> Work item
Here are some entries; quote each one exactly.

• • • •

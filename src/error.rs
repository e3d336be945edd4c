// SPDX-License-Identifier: AGPL-3.0-or-later
// Copyright (C) 2025 Blackman Artificial Intelligence Technologies Inc.

//! Error types for the scheduler
//!
//! This module defines all error types used throughout the crate.

use thiserror::Error;

use crate::cost::TaskCost;

/// Main error type for scheduler operations
#[derive(Error, Debug, Clone, PartialEq)]
pub enum SchedulerError {
    /// Raised at construction when any `ResourceBudget` dimension is <= 0
    #[error("invalid budget: {0}")]
    InvalidBudget(String),

    /// Raised from `schedule` only when `reject_if_no_budget` is set and the
    /// current budget cannot cover the task's cost at submission time
    #[error(
        "budget exhausted for task {task_id}: required {required:?}, {api_tokens_available:.2} api tokens available"
    )]
    BudgetExhausted {
        /// The task that was rejected
        task_id: String,
        /// The cost that could not be admitted
        required: TaskCost,
        /// API tokens available in the bucket at rejection time
        api_tokens_available: f64,
    },

    /// Raised when a scheduler configuration value is out of range
    #[error("invalid scheduler config: {0}")]
    InvalidConfig(String),
}

/// Result type alias for scheduler operations
pub type Result<T> = std::result::Result<T, SchedulerError>;

#[cfg(test)]
mod tests {
    use super::*;

    #[test]
    fn invalid_budget_display() {
        let err = SchedulerError::InvalidBudget("compute_units must be > 0".to_string());
        assert!(err.to_string().contains("compute_units must be > 0"));
    }

    #[test]
    fn budget_exhausted_display() {
        let err = SchedulerError::BudgetExhausted {
            task_id: "demo-1".to_string(),
            required: TaskCost {
                api_calls: 3,
                ..Default::default()
            },
            api_tokens_available: 1.5,
        };
        let msg = err.to_string();
        assert!(msg.contains("demo-1"));
        assert!(msg.contains("1.50"));
    }

    #[test]
    fn invalid_config_display() {
        let err = SchedulerError::InvalidConfig("scan_depth must be > 0".to_string());
        assert!(err.to_string().contains("scan_depth"));
    }
}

• • • •

> Answer space
filename src/error.rs
repository e3d336be945edd4c
// SPDX-License-Identifier: AGPL-3.0-or-later
// Copyright (C) 2025 Blackman Artificial Intelligence Technologies Inc.

//! Error types for the scheduler
//!
//! This module defines all error types used throughout the crate.

use thiserror::Error;

use crate::cost::TaskCost;

/// Main error type for scheduler operations
#[derive(Error, Debug, Clone, PartialEq)]
pub enum SchedulerError {
    /// Raised at construction when any `ResourceBudget` dimension is <= 0
    #[error("invalid budget: {0}")]
    InvalidBudget(String),

    /// Raised from `schedule` only when `reject_if_no_budget` is set and the
    /// current budget cannot cover the task's cost at submission time
    #[error(
        "budget exhausted for task {task_id}: required {required:?}, {api_tokens_available:.2} api tokens available"
    )]
    BudgetExhausted {
        /// The task that was rejected
        task_id: String,
        /// The cost that could not be admitted
        required: TaskCost,
        /// API tokens available in the bucket at rejection time
        api_tokens_available: f64,
    },

    /// Raised when a scheduler configuration value is out of range
    #[error("invalid scheduler config: {0}")]
    InvalidConfig(String),
}

/// Result type alias for scheduler operations
pub type Result<T> = std::result::Result<T, SchedulerError>;

#[cfg(test)]
mod tests {
    use super::*;

    #[test]
    fn invalid_budget_display() {
        let err = SchedulerError::InvalidBudget("compute_units must be > 0".to_string());
        assert!(err.to_string().contains("compute_units must be > 0"));
    }

    #[test]
    fn budget_exhausted_display() {
        let err = SchedulerError::BudgetExhausted {
            task_id: "demo-1".to_string(),
            required: TaskCost {
                api_calls: 3,
                ..Default::default()
            },
            api_tokens_available: 1.5,
        };
        let msg = err.to_string();
        assert!(msg.contains("demo-1"));
        assert!(msg.contains("1.50"));
    }

    #[test]
    fn invalid_config_display() {
        let err = SchedulerError::InvalidConfig("scan_depth must be > 0".to_string());
        assert!(err.to_string().contains("scan_depth"));
    }
}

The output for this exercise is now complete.